BARISON MJ; RAPADO LN; MERINO EF; FURUSHO PRAL EM; MANTILLA BS; MARCHESE L; NOWICKI C; SILBER AM; CASSERA MB

JOURNAL OF BIOLOGICAL CHEMISTRY

AMER SOC BIOCHEMISTRY MOLECULAR BIOLOGY INC

Lugar: Bethesda, Maryland; Año: 2017

0021-9258

AbstractTrypanosoma cruzi, the etiological agent of Chagas disease, is a protozoan parasite with a complex life cycle involving a triatomine insect and mammals. Throughout its life cycle, the T. cruzi parasite faces several alternating events of cell division and cell differentiation in which exponential and stationary growth phases play key biological roles.

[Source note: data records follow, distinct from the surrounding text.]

mod args;
mod commands;
mod dispatch;

pub use commands::build_cli;
pub use dispatch::{AstParams, CheckParams, CompileParams};

/// Color output mode for CLI commands.
#[derive(Clone, Copy, Debug, Default)]
pub enum ColorChoice {
    #[default]
    Auto,
    Always,
    Never,
}

impl ColorChoice {
    pub fn should_colorize(self) -> bool {
        match self {
            ColorChoice::Always => true,
            ColorChoice::Never => false,
            // Diagnostics go to stderr; only colorize when it is a TTY.
            ColorChoice::Auto => std::io::IsTerminal::is_terminal(&std::io::stderr()),
        }
    }
}
use std::fs;
use std::io::{self, Read};
use std::path::Path;

/// Loads the query document from inline text, a file, or stdin (`-`).
/// Returns the text plus a display path for diagnostics.
pub fn load_query(
    path: Option<&Path>,
    text: Option<&str>,
) -> Result<(String, String), String> {
    match (text, path) {
        (Some(text), None) => Ok((text.to_string(), "<query>".to_string())),
        (Some(_), Some(_)) => Err("cannot use both --query and a positional QUERY".to_string()),
        (None, Some(path)) if path.as_os_str() == "-" => {
            let mut buf = String::new();
            io::stdin()
                .read_to_string(&mut buf)
                .map_err(|e| format!("failed to read stdin: {e}"))?;
            Ok((buf, "<stdin>".to_string()))
        }
        (None, Some(path)) => {
            let text = fs::read_to_string(path)
                .map_err(|e| format!("cannot read {}: {e}", path.display()))?;
            Ok((text, path.display().to_string()))
        }
        (None, None) => {
            Err("query required (positional path, `-` for stdin, or -q/--query)".to_string())
        }
    }
}
//! Per-cell run lifecycle.
//!
//! Each query cell owns a [`CellRunner`]. Starting a run cancels the cell's
//! previous one; a superseded run's results are dropped, never committed.
//! The runner's status only moves forward for the newest run - a cancelled
//! run restores whatever status the cell showed before it started.

use std::sync::{Mutex, MutexGuard};

use crate::compile::CompiledQuery;

use super::aggregate::status_line;
use super::{CancelToken, ExecError, Item, SearchClient, execute_unit};

/// Externally visible state of one cell.
#[derive(Debug, Clone, PartialEq, Eq)]
pub enum RunStatus {
    Idle,
    Running,
    Done {
        count: usize,
        truncated: bool,
    },
    Failed(String),
}

/// Results committed by a completed run.
#[derive(Debug, Clone, PartialEq, Eq)]
pub struct CellRun {
    pub items: Vec<Item>,
    pub truncated: bool,
    /// Result count line, e.g. `42 results` or `1000+ results`.
    pub summary: String,
}

#[derive(Debug)]
struct RunnerState {
    /// Monotonic run counter; a finishing run commits only when its
    /// generation is still current.
    generation: u64,
    cancel: Option<CancelToken>,
    status: RunStatus,
}

#[derive(Debug)]
pub struct CellRunner {
    state: Mutex<RunnerState>,
}

impl CellRunner {
    pub fn new() -> Self {
        Self {
            state: Mutex::new(RunnerState {
                generation: 0,
                cancel: None,
                status: RunStatus::Idle,
            }),
        }
    }

    pub fn status(&self) -> RunStatus {
        self.lock().status.clone()
    }

    /// Cancels the in-flight run, if any. The cancelled run restores the
    /// cell's previous status on its way out.
    pub fn cancel(&self) {
        if let Some(token) = self.lock().cancel.as_ref() {
            token.cancel();
        }
    }

    /// Executes `queries` as this cell's newest run.
    ///
    /// Returns `None` when the run was cancelled or superseded by a newer
    /// one; only the returned `Some` carries committed results.
    pub async fn run(
        &self,
        client: &dyn SearchClient,
        queries: &[CompiledQuery],
    ) -> Option<CellRun> {
        let (generation, cancel, previous_status) = {
            let mut state = self.lock();
            if let Some(token) = state.cancel.take() {
                token.cancel();
            }
            state.generation += 1;
            let cancel = CancelToken::new();
            state.cancel = Some(cancel.clone());
            let previous = std::mem::replace(&mut state.status, RunStatus::Running);
            (state.generation, cancel, previous)
        };

        let outcome = execute_unit(client, queries, &cancel).await;

        let mut state = self.lock();
        if state.generation != generation {
            tracing::debug!(generation, "dropping superseded run result");
            return None;
        }
        state.cancel = None;

        match outcome {
            Ok(aggregated) => {
                state.status = RunStatus::Done {
                    count: aggregated.items.len(),
                    truncated: aggregated.truncated,
                };
                let summary = status_line(&aggregated);
                Some(CellRun {
                    items: aggregated.items,
                    truncated: aggregated.truncated,
                    summary,
                })
            }
            Err(ExecError::Cancelled) => {
                tracing::debug!(generation, "run cancelled");
                state.status = previous_status;
                None
            }
            Err(ExecError::Search(error)) => {
                tracing::debug!(generation, %error, "run failed");
                state.status = RunStatus::Failed(error.to_string());
                None
            }
        }
    }

    fn lock(&self) -> MutexGuard<'_, RunnerState> {
        // Held only for field updates; no await point ever sees the guard.
        self.state.lock().unwrap_or_else(|poisoned| poisoned.into_inner())
    }
}

impl Default for CellRunner {
    fn default() -> Self {
        Self::new()
    }
}

/// Runs every cell of a document in order, one at a time. Observing
/// `cancel` between cells stops scheduling; the cell that is currently
/// running is left to its own token.
pub async fn run_all<'a, I>(client: &dyn SearchClient, cells: I, cancel: &CancelToken)
where
    I: IntoIterator<Item = (&'a CellRunner, &'a [CompiledQuery])>,
{
    for (runner, queries) in cells {
        if cancel.is_cancelled() {
            tracing::debug!("document run cancelled before completion");
            break;
        }
        let _ = runner.run(client, queries).await;
    }
}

It is well accepted that arrest of the cell division in the epimastigote stage, both in the midgut of the triatomine insect and in vitro, is required for metacyclogenesis, and it has been previously shown that the parasites change the expression profile of several proteins when entering this quiescent stage. However, little is known about the metabolic changes that epimastigotes undergo before they develop into the metacyclic trypomastigote stage. We applied targeted metabolomics to measure the metabolic intermediates in the most relevant pathways for energy metabolism and oxidative imbalance in exponentially growing and stationary growth-arrested epimastigote parasites. We show for the first time that T. cruzi epimastigotes transitioning from the exponential to the stationary phase exhibit a finely tuned adaptive metabolic mechanism that enables switching from glucose to amino acid consumption, which is more abundant in the stationary phase. This metabolic plasticity appears to be crucial for survival of the T. cruzi parasite in the myriad different environmental conditions to which it is exposed during its life cycle.